自身もどう接していいのか迷ううちに、シルフィが口に出した。
「色々と、心配を掛けましたか……? 本来なら、他国の者がこのような場所を訪れるのはよくないですし、その……やはり、」
「いや、その辺は将軍が請け負っているので心配は」
そう言っても、シルフィードは目線を落としたままだ。黙ったまま続きを促すと、そろそろと視線を合わせてくる。思わず見とれてしまう、シルヴァグリーンの瞳。
「えっと、その……がっかりしました、よね……」
「へ?」
「仮にも王族の女なのに、粗野だと……」
「いやそんなまさか!」
慌てて首をぶんぶん横に振ると、シルフィはぽかんと首を傾げた。そんな素直な仕草もかわいらしい、じゃなくて。確かに驚いたのだ。けれど、少しの間見ていたシルフィの訓練は、まっすぐで、真剣で。

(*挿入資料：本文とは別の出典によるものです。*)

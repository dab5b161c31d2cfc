//! Structured decision traces.
//!
//! Every normalization run returns an ordered record of which stages were
//! consulted, which candidates were scored, and which step was accepted.
//! The trace feeds both debug logging and tests; control flow never depends
//! on it.

use serde::{Deserialize, Serialize};

/// Pipeline stage identifiers, in execution order.
#[derive(Debug, Clone, Copy, PartialEq, Eq, Serialize, Deserialize)]
#[serde(rename_all = "snake_case")]
pub enum Stage {
    NullLike,
    Exact,
    Safeguard,
    Filler,
    Semantic,
    Fuzzy,
    Range,
    Fallback,
}

impl std::fmt::Display for Stage {
    fn fmt(&self, f: &mut std::fmt::Formatter<'_>) -> std::fmt::Result {
        let s = match self {
            Stage::NullLike => "null_like",
            Stage::Exact => "exact",
            Stage::Safeguard => "safeguard",
            Stage::Filler => "filler",
            Stage::Semantic => "semantic",
            Stage::Fuzzy => "fuzzy",
            Stage::Range => "range",
            Stage::Fallback => "fallback",
        };
        write!(f, "{s}")
    }
}

/// One recorded decision point.
#[derive(Debug, Clone, Serialize, Deserialize)]
pub struct TraceStep {
    pub stage: Stage,
    /// Candidate code or produced value, when one was under consideration.
    #[serde(skip_serializing_if = "Option::is_none")]
    pub candidate: Option<String>,
    /// Normalized score (0.0-1.0), when the stage scores candidates.
    #[serde(skip_serializing_if = "Option::is_none")]
    pub score: Option<f64>,
    pub accepted: bool,
}

/// Ordered list of decision points for one attribute value.
#[derive(Debug, Clone, Default, Serialize, Deserialize)]
pub struct DecisionTrace {
    pub steps: Vec<TraceStep>,
}

impl DecisionTrace {
    pub fn push(&mut self, stage: Stage, candidate: Option<String>, score: Option<f64>, accepted: bool) {
        self.steps.push(TraceStep {
            stage,
            candidate,
            score,
            accepted,
        });
    }

    /// The stage of the accepted step, if any step was accepted.
    pub fn accepted_stage(&self) -> Option<Stage> {
        self.steps.iter().find(|s| s.accepted).map(|s| s.stage)
    }
}

/// How the final value was produced.
#[derive(Debug, Clone, Copy, PartialEq, Eq, Serialize, Deserialize)]
#[serde(rename_all = "snake_case")]
pub enum Resolution {
    /// Resolved to a vocabulary short form.
    Vocabulary,
    /// Reduced to a size/GSM/numeric range string.
    Range,
    /// Raw value passed through unchanged.
    Raw,
    /// No usable value (non-answer, or a safeguard blocked the match).
    Absent,
}

/// Outcome of normalizing one raw value against one attribute definition.
#[derive(Debug, Clone, Serialize, Deserialize)]
pub struct MatchOutcome {
    /// The normalized value. For `Resolution::Raw` this equals the input;
    /// for `Resolution::Absent` it is None.
    pub value: Option<String>,
    pub resolution: Resolution,
    /// Mapping confidence on the 0-100 scale.
    pub confidence: f64,
    pub trace: DecisionTrace,
}

impl MatchOutcome {
    pub fn matched(&self) -> bool {
        matches!(self.resolution, Resolution::Vocabulary | Resolution::Range)
    }
}

#[cfg(test)]
mod tests {
    use super::*;

    #[test]
    fn test_accepted_stage() {
        let mut trace = DecisionTrace::default();
        trace.push(Stage::Exact, None, None, false);
        trace.push(Stage::Semantic, Some("RN".into()), Some(0.95), true);
        assert_eq!(trace.accepted_stage(), Some(Stage::Semantic));
    }

    #[test]
    fn test_accepted_stage_none() {
        let mut trace = DecisionTrace::default();
        trace.push(Stage::Exact, None, None, false);
        assert_eq!(trace.accepted_stage(), None);
    }

    #[test]
    fn test_stage_display() {
        assert_eq!(Stage::NullLike.to_string(), "null_like");
        assert_eq!(Stage::Safeguard.to_string(), "safeguard");
        assert_eq!(Stage::Fallback.to_string(), "fallback");
    }

    #[test]
    fn test_trace_serializes() {
        let mut trace = DecisionTrace::default();
        trace.push(Stage::Fuzzy, Some("FS".into()), Some(0.81), true);
        let json = serde_json::to_string(&trace).unwrap();
        assert!(json.contains("\"stage\":\"fuzzy\""));
        assert!(json.contains("\"accepted\":true"));
    }

    #[test]
    fn test_outcome_matched() {
        let outcome = MatchOutcome {
            value: Some("RN".into()),
            resolution: Resolution::Vocabulary,
            confidence: 100.0,
            trace: DecisionTrace::default(),
        };
        assert!(outcome.matched());

        let raw = MatchOutcome {
            value: Some("herringbone".into()),
            resolution: Resolution::Raw,
            confidence: 0.0,
            trace: DecisionTrace::default(),
        };
        assert!(!raw.matched());
    }
}
//! Cross-attribute batch context (diagnostics only).
//!
//! After a batch is normalized, a lightweight context is inferred from the
//! raw values: fabric family, garment type, and the color set. It annotates
//! logs and traces; it never gates a matching decision.

use std::collections::HashMap;

use atelier_core::models::RawAttributeValue;
use serde::{Deserialize, Serialize};

use crate::normalize::words;
use crate::synonyms::canonical_color;

/// Inferred context for one image's extraction results.
#[derive(Debug, Clone, Default, PartialEq, Serialize, Deserialize)]
pub struct BatchContext {
    /// "knit", "woven", or "denim" when any value mentions one.
    #[serde(skip_serializing_if = "Option::is_none")]
    pub fabric_family: Option<String>,
    /// Coarse garment type when recognizable ("tshirt", "shirt", "dress",
    /// "hoodie", "pants").
    #[serde(skip_serializing_if = "Option::is_none")]
    pub garment_type: Option<String>,
    /// Canonical colors mentioned anywhere, deduplicated, in first-seen
    /// order.
    #[serde(default, skip_serializing_if = "Vec::is_empty")]
    pub colors: Vec<String>,
}

const FABRIC_FAMILIES: &[(&str, &[&str])] = &[
    ("denim", &["denim", "jean", "jeans", "chambray"]),
    ("knit", &["knit", "knitted", "jersey", "interlock", "pique", "fleece"]),
    ("woven", &["woven", "poplin", "twill", "oxford", "canvas"]),
];

const GARMENT_TYPES: &[(&str, &[&str])] = &[
    ("tshirt", &["tshirt", "tee", "tees"]),
    ("hoodie", &["hoodie", "hoody", "sweatshirt"]),
    ("dress", &["dress", "dresses", "gown"]),
    ("shirt", &["shirt", "shirts"]),
    ("pants", &["pants", "trousers", "slacks"]),
];

/// Infer the batch context from the raw (pre-normalization) values.
pub fn infer_context(raw: &HashMap<String, RawAttributeValue>) -> BatchContext {
    let mut ctx = BatchContext::default();

    for value in raw.values() {
        let Some(text) = &value.raw_value else { continue };
        for token in words(text) {
            if ctx.fabric_family.is_none() {
                if let Some((family, _)) = FABRIC_FAMILIES
                    .iter()
                    .find(|(_, kws)| kws.contains(&token.as_str()))
                {
                    ctx.fabric_family = Some(family.to_string());
                }
            }
            if ctx.garment_type.is_none() {
                if let Some((garment, _)) = GARMENT_TYPES
                    .iter()
                    .find(|(_, kws)| kws.contains(&token.as_str()))
                {
                    ctx.garment_type = Some(garment.to_string());
                }
            }
            if let Some(color) = canonical_color(&token) {
                if !ctx.colors.iter().any(|c| c == color) {
                    ctx.colors.push(color.to_string());
                }
            }
        }
    }

    ctx
}

#[cfg(test)]
mod tests {
    use super::*;

    fn raw(pairs: &[(&str, &str)]) -> HashMap<String, RawAttributeValue> {
        pairs
            .iter()
            .map(|(k, v)| {
                (
                    k.to_string(),
                    RawAttributeValue {
                        raw_value: Some(v.to_string()),
                        confidence: 80.0,
                        reasoning: String::new(),
                    },
                )
            })
            .collect()
    }

    #[test]
    fn test_infer_fabric_and_garment() {
        let ctx = infer_context(&raw(&[
            ("fab_type", "single jersey knit"),
            ("macro_style_group", "graphic tee"),
        ]));
        assert_eq!(ctx.fabric_family.as_deref(), Some("knit"));
        assert_eq!(ctx.garment_type.as_deref(), Some("tshirt"));
    }

    #[test]
    fn test_infer_colors_canonical_and_deduplicated() {
        let ctx = infer_context(&raw(&[
            ("color", "navy with charcoal trim"),
            ("secondary_color", "blue"),
        ]));
        assert_eq!(ctx.colors.len(), 2);
        assert!(ctx.colors.contains(&"blue".to_string()));
        assert!(ctx.colors.contains(&"grey".to_string()));
    }

    #[test]
    fn test_empty_input() {
        let ctx = infer_context(&HashMap::new());
        assert_eq!(ctx, BatchContext::default());
    }

    #[test]
    fn test_none_values_skipped() {
        let mut map = HashMap::new();
        map.insert(
            "x".to_string(),
            RawAttributeValue {
                raw_value: None,
                confidence: 0.0,
                reasoning: String::new(),
            },
        );
        assert_eq!(infer_context(&map), BatchContext::default());
    }
}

すぐに気配に気付いたところからも、才能と努力がうかがいしれた。
「綺麗だと、思いました。純粋っていうのもおかしいですけど……柔軟で、うらやましい。それに俺、武術とか苦手だから、尊敬してしまいます」
気恥ずかしいが少しでも伝わればと勇気を出してまっすぐ告げ、
「そうですよ!」「品があるとか行為でなく内面で!」「気取ってないし!」「最高に素敵です!」「握手してください!」「むしろ殴ってください!」「毎日来てください!」「もう軍に入ってください!」「結婚してください!」
ユウゼンは周りから詰め寄ってたかってきた兵たちに潰された。
シルフィは驚いて何度も瞬きし、「みんな、本当にありがとう」と礼を言いつつ人間ピラミッドの下辺から死体のように伸びる手を助け出す。

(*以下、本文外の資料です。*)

//! Lifecycle tests for the batch orchestrator against the mock backend.

use std::collections::HashMap;
use std::sync::Arc;

use atelier_client::{
    BlockingCompressor, ExtractionResponse, ImageCompressor, MockExtractionBackend,
};
use atelier_core::models::{
    AllowedValue, AttributeDefinition, DiscoveredAttribute, RawAttributeValue, RowStatus,
    SchemaMap,
};
use atelier_core::store::{DataService, MemoryStore};
use atelier_core::Error;
use atelier_jobs::{BatchOrchestrator, DiscoveryPolicy, ExtractionEvent, OrchestratorConfig};

/// Opt into log output with e.g. `RUST_LOG=atelier_jobs=debug cargo test`.
fn init_tracing() {
    let _ = tracing_subscriber::fmt()
        .with_env_filter(tracing_subscriber::EnvFilter::from_default_env())
        .with_test_writer()
        .try_init();
}

fn schema() -> SchemaMap {
    let mut schema = SchemaMap::new();
    schema.insert(
        "neck_type".to_string(),
        AttributeDefinition::select(
            "neck_type",
            "Neck Type",
            vec![
                AllowedValue::new("RN", "Round Neck"),
                AllowedValue::new("VN", "V Neck"),
            ],
        ),
    );
    schema
}

fn response_with(raw_value: &str) -> ExtractionResponse {
    let mut attributes = HashMap::new();
    attributes.insert(
        "neck_type".to_string(),
        RawAttributeValue {
            raw_value: Some(raw_value.to_string()),
            confidence: 90.0,
            reasoning: String::new(),
        },
    );
    ExtractionResponse {
        attributes,
        tokens_used: 100,
        model_used: Some("mock-vision".to_string()),
        ..Default::default()
    }
}

fn orchestrator(
    backend: MockExtractionBackend,
    config: OrchestratorConfig,
) -> BatchOrchestrator {
    BatchOrchestrator::new(
        Arc::new(backend),
        Arc::new(BlockingCompressor::new()),
        config,
    )
}

#[tokio::test]
async fn test_batch_normalizes_and_completes_rows() {
    let backend =
        MockExtractionBackend::new().with_default_response(response_with("Round-Neck"));
    let orch = orchestrator(backend, OrchestratorConfig::default());

    orch.add_image("a.jpg", vec![1]).await;
    orch.add_image("b.jpg", vec![2]).await;

    let stats = orch.extract_all_pending(&schema()).await;
    assert_eq!(stats.done, 2);
    assert_eq!(stats.failed, 0);
    assert_eq!(stats.tokens_used, 200);

    for row in orch.rows().await.iter() {
        assert_eq!(row.status, RowStatus::Done);
        let record = &row.attributes["neck_type"];
        assert_eq!(record.schema_value.as_deref(), Some("RN"));
        assert_eq!(record.raw_value.as_deref(), Some("Round-Neck"));
        assert_eq!(row.model_used.as_deref(), Some("mock-vision"));
    }
}

#[tokio::test]
async fn test_concurrency_ceiling_respected() {
    init_tracing();
    let backend = MockExtractionBackend::new()
        .with_default_response(response_with("RN"))
        .with_latency_ms(40);
    let orch = orchestrator(
        backend.clone(),
        OrchestratorConfig::default().with_concurrency(3),
    );

    for i in 0..8u8 {
        orch.add_image(format!("{i}.jpg"), vec![i]).await;
    }
    let stats = orch.extract_all_pending(&schema()).await;

    assert_eq!(stats.done, 8);
    let high_water = backend.max_concurrent_calls();
    assert!(high_water <= 3, "window exceeded the ceiling: {high_water}");
    assert!(high_water >= 2, "window never filled: {high_water}");
}

#[tokio::test]
async fn test_per_row_failure_does_not_block_siblings() {
    let backend = MockExtractionBackend::new()
        .with_default_response(response_with("round neck"))
        .with_failures_for_image(&[9], 10);
    let orch = orchestrator(backend, OrchestratorConfig::default().with_max_retries(1));

    let bad = orch.add_image("bad.jpg", vec![9]).await;
    orch.add_image("good.jpg", vec![1]).await;

    let stats = orch.extract_all_pending(&schema()).await;
    assert_eq!(stats.done, 1);
    assert_eq!(stats.failed, 1);

    let rows = orch.rows().await;
    let bad_row = rows.iter().find(|r| r.id == bad).unwrap();
    assert_eq!(bad_row.status, RowStatus::Error);
    assert_eq!(bad_row.retry_count, 1);
    assert!(bad_row.error.is_some());
}

#[tokio::test]
async fn test_retry_cap_excludes_rows_then_explicit_retry_overrides() {
    let backend = MockExtractionBackend::new().with_failures_for_image(&[9], 100);
    let orch = orchestrator(
        backend.clone(),
        OrchestratorConfig::default().with_max_retries(2),
    );
    orch.add_image("flaky.jpg", vec![9]).await;

    // Two batches exhaust the automatic retries.
    orch.extract_all_pending(&schema()).await;
    orch.extract_all_pending(&schema()).await;
    assert_eq!(backend.extract_call_count(), 2);

    // A third automatic pass must skip the row entirely.
    let stats = orch.extract_all_pending(&schema()).await;
    assert_eq!(backend.extract_call_count(), 2);
    assert_eq!(stats.failed, 1);

    // Explicit retry ignores the cap.
    orch.retry_failed(&schema()).await;
    assert_eq!(backend.extract_call_count(), 3);
}

#[tokio::test]
async fn test_cancellation_never_finalizes_rows() {
    init_tracing();
    let backend = MockExtractionBackend::new()
        .with_default_response(response_with("RN"))
        .with_latency_ms(100);
    let orch = Arc::new(orchestrator(
        backend,
        OrchestratorConfig::default().with_concurrency(2),
    ));
    for i in 0..6u8 {
        orch.add_image(format!("{i}.jpg"), vec![i]).await;
    }

    let mut events = orch.events();
    let runner = Arc::clone(&orch);
    let s = schema();
    let handle = tokio::spawn(async move { runner.extract_all_pending(&s).await });

    tokio::time::sleep(std::time::Duration::from_millis(20)).await;
    orch.cancel();
    let stats = handle.await.unwrap();

    // In-flight rows were reverted, queued rows never started.
    assert_eq!(stats.done, 0);
    for row in orch.rows().await.iter() {
        assert_eq!(row.status, RowStatus::Pending, "{}", row.original_file_name);
    }

    let mut finished_cancelled = false;
    while let Ok(event) = events.try_recv() {
        match event {
            ExtractionEvent::RowCompleted { .. } => panic!("row completed after cancel"),
            ExtractionEvent::BatchFinished { cancelled, .. } => finished_cancelled = cancelled,
            _ => {}
        }
    }
    assert!(finished_cancelled);
}

#[tokio::test]
async fn test_pause_stops_dispatch_and_resume_continues() {
    init_tracing();
    let backend = MockExtractionBackend::new()
        .with_default_response(response_with("RN"))
        .with_latency_ms(30);
    let orch = Arc::new(orchestrator(
        backend.clone(),
        OrchestratorConfig::default().with_concurrency(1),
    ));
    for i in 0..4u8 {
        orch.add_image(format!("{i}.jpg"), vec![i]).await;
    }

    let runner = Arc::clone(&orch);
    let s = schema();
    let handle = tokio::spawn(async move { runner.extract_all_pending(&s).await });

    tokio::time::sleep(std::time::Duration::from_millis(10)).await;
    orch.pause();
    tokio::time::sleep(std::time::Duration::from_millis(120)).await;
    let paused_count = backend.extract_call_count();
    assert!(paused_count < 4, "dispatch continued while paused");

    orch.resume();
    let stats = handle.await.unwrap();
    assert_eq!(stats.done, 4);
    assert_eq!(backend.extract_call_count(), 4);
}

#[tokio::test]
async fn test_progress_events_monotone_to_one_hundred() {
    let backend = MockExtractionBackend::new().with_default_response(response_with("RN"));
    let orch = orchestrator(backend, OrchestratorConfig::default());
    for i in 0..5u8 {
        orch.add_image(format!("{i}.jpg"), vec![i]).await;
    }

    let mut events = orch.events();
    orch.extract_all_pending(&schema()).await;

    let mut percents = Vec::new();
    while let Ok(event) = events.try_recv() {
        if let ExtractionEvent::BatchProgress { percent, .. } = event {
            percents.push(percent);
        }
    }
    assert_eq!(percents.len(), 5);
    assert!(percents.windows(2).all(|w| w[0] <= w[1]));
    assert_eq!(*percents.last().unwrap(), 100);
}

#[tokio::test]
async fn test_clear_completed_keeps_failures_and_prunes_store() {
    let store = MemoryStore::new();
    let backend = MockExtractionBackend::new()
        .with_default_response(response_with("RN"))
        .with_failures_for_image(&[9], 10);
    let orch = BatchOrchestrator::new(
        Arc::new(backend),
        Arc::new(BlockingCompressor::new()),
        OrchestratorConfig::default(),
    )
    .with_store(Arc::new(store.clone()));

    orch.add_image("good.jpg", vec![1]).await;
    let bad = orch.add_image("bad.jpg", vec![9]).await;
    orch.extract_all_pending(&schema()).await;

    orch.clear_completed().await;

    let rows = orch.rows().await;
    assert_eq!(rows.len(), 1);
    assert_eq!(rows[0].id, bad);

    let cached = store.get_all_rows().await.unwrap();
    assert_eq!(cached.len(), 1);
    assert_eq!(cached[0].id, bad);
}

#[tokio::test]
async fn test_discoveries_aggregate_across_rows() {
    let discovery = DiscoveredAttribute {
        key: "cuff_style".to_string(),
        label: "Cuff Style".to_string(),
        normalized_value: "ribbed".to_string(),
        raw_value: "ribbed cuff".to_string(),
        confidence: 88.0,
        frequency: 0,
        reasoning: String::new(),
        possible_values: Vec::new(),
    };
    let response = ExtractionResponse {
        discoveries: vec![discovery],
        ..Default::default()
    };
    let backend = MockExtractionBackend::new().with_default_response(response);
    let orch = orchestrator(
        backend,
        OrchestratorConfig::default().with_discovery_mode(true),
    );
    orch.add_image("a.jpg", vec![1]).await;
    orch.add_image("b.jpg", vec![2]).await;
    orch.extract_all_pending(&schema()).await;

    let promoted = orch.promotable_discoveries(&DiscoveryPolicy::default());
    assert_eq!(promoted.len(), 1);
    assert_eq!(promoted[0].key, "cuff_style");
    assert_eq!(promoted[0].frequency, 2);
}

#[tokio::test]
async fn test_extract_one_unknown_row_is_job_error() {
    let backend = MockExtractionBackend::new();
    let orch = orchestrator(backend, OrchestratorConfig::default());
    let err = orch
        .extract_one(uuid::Uuid::new_v4(), &schema())
        .await
        .unwrap_err();
    assert!(matches!(err, Error::Job(_)));
}

#[tokio::test]
async fn test_extract_one_returns_updated_row() {
    let backend = MockExtractionBackend::new().with_default_response(response_with("v neck"));
    let orch = orchestrator(backend, OrchestratorConfig::default());
    let id = orch.add_image("a.jpg", vec![1]).await;

    let row = orch.extract_one(id, &schema()).await.unwrap();
    assert_eq!(row.status, RowStatus::Done);
    assert_eq!(
        row.attributes["neck_type"].schema_value.as_deref(),
        Some("VN")
    );
}

#[tokio::test]
async fn test_extract_one_runs_after_cancel() {
    let backend = MockExtractionBackend::new().with_default_response(response_with("round neck"));
    let orch = orchestrator(backend, OrchestratorConfig::default());
    let id = orch.add_image("a.jpg", vec![1]).await;

    // A stale abort from a cancelled batch must not skip explicit work.
    orch.cancel();
    let row = orch.extract_one(id, &schema()).await.unwrap();
    assert_eq!(row.status, RowStatus::Done);
    assert_eq!(
        row.attributes["neck_type"].schema_value.as_deref(),
        Some("RN")
    );
}

#[tokio::test]
async fn test_destroyed_compressor_fails_rows_not_batch() {
    let backend = MockExtractionBackend::new().with_default_response(response_with("RN"));
    let compressor = BlockingCompressor::new();
    compressor.destroy();
    let orch = BatchOrchestrator::new(
        Arc::new(backend),
        Arc::new(compressor),
        OrchestratorConfig::default(),
    );
    orch.add_image("a.jpg", vec![1]).await;

    let stats = orch.extract_all_pending(&schema()).await;
    assert_eq!(stats.failed, 1);
    let rows = orch.rows().await;
    assert!(rows[0].error.as_deref().unwrap().contains("Compression"));
}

兵たちはどことなくいい雰囲気をぶち壊して満足し、さわやかな気持ちで元の位置に戻る。
そして一体の遺体が放置された。
「ユウ? 大丈夫ですかっ?」
何とか動けそうだったが、こんなことならもうシルフィに介抱されることを期待して、死んだ振りを続けるユウゼン。頬を軽く叩く手が冷たくて気持ちいい。しばらくすると深刻そうなシルフィのため息が響いて、
「ど、どうしましょうか……人工呼吸を」
「!!」
「──ヘル、頼んでもいいですか?」
「違う人ーーー!?」
天国から地獄に叩き落とされて、ユウゼンは思わずがばっと跳ね起きる。勢い余って丁度前に居た人を押し倒す格好になった。
「あいたた……」
さっきのピラミッドダメージが響いた。地面に手をついて呻きながら何気なく視線をずらす。
するとなぜか驚くほど近い距離に至高の宝玉のような緑の瞳。自分の身体の下に、少し熱くて柔らかい、身体────シルフィ。あ、あれ?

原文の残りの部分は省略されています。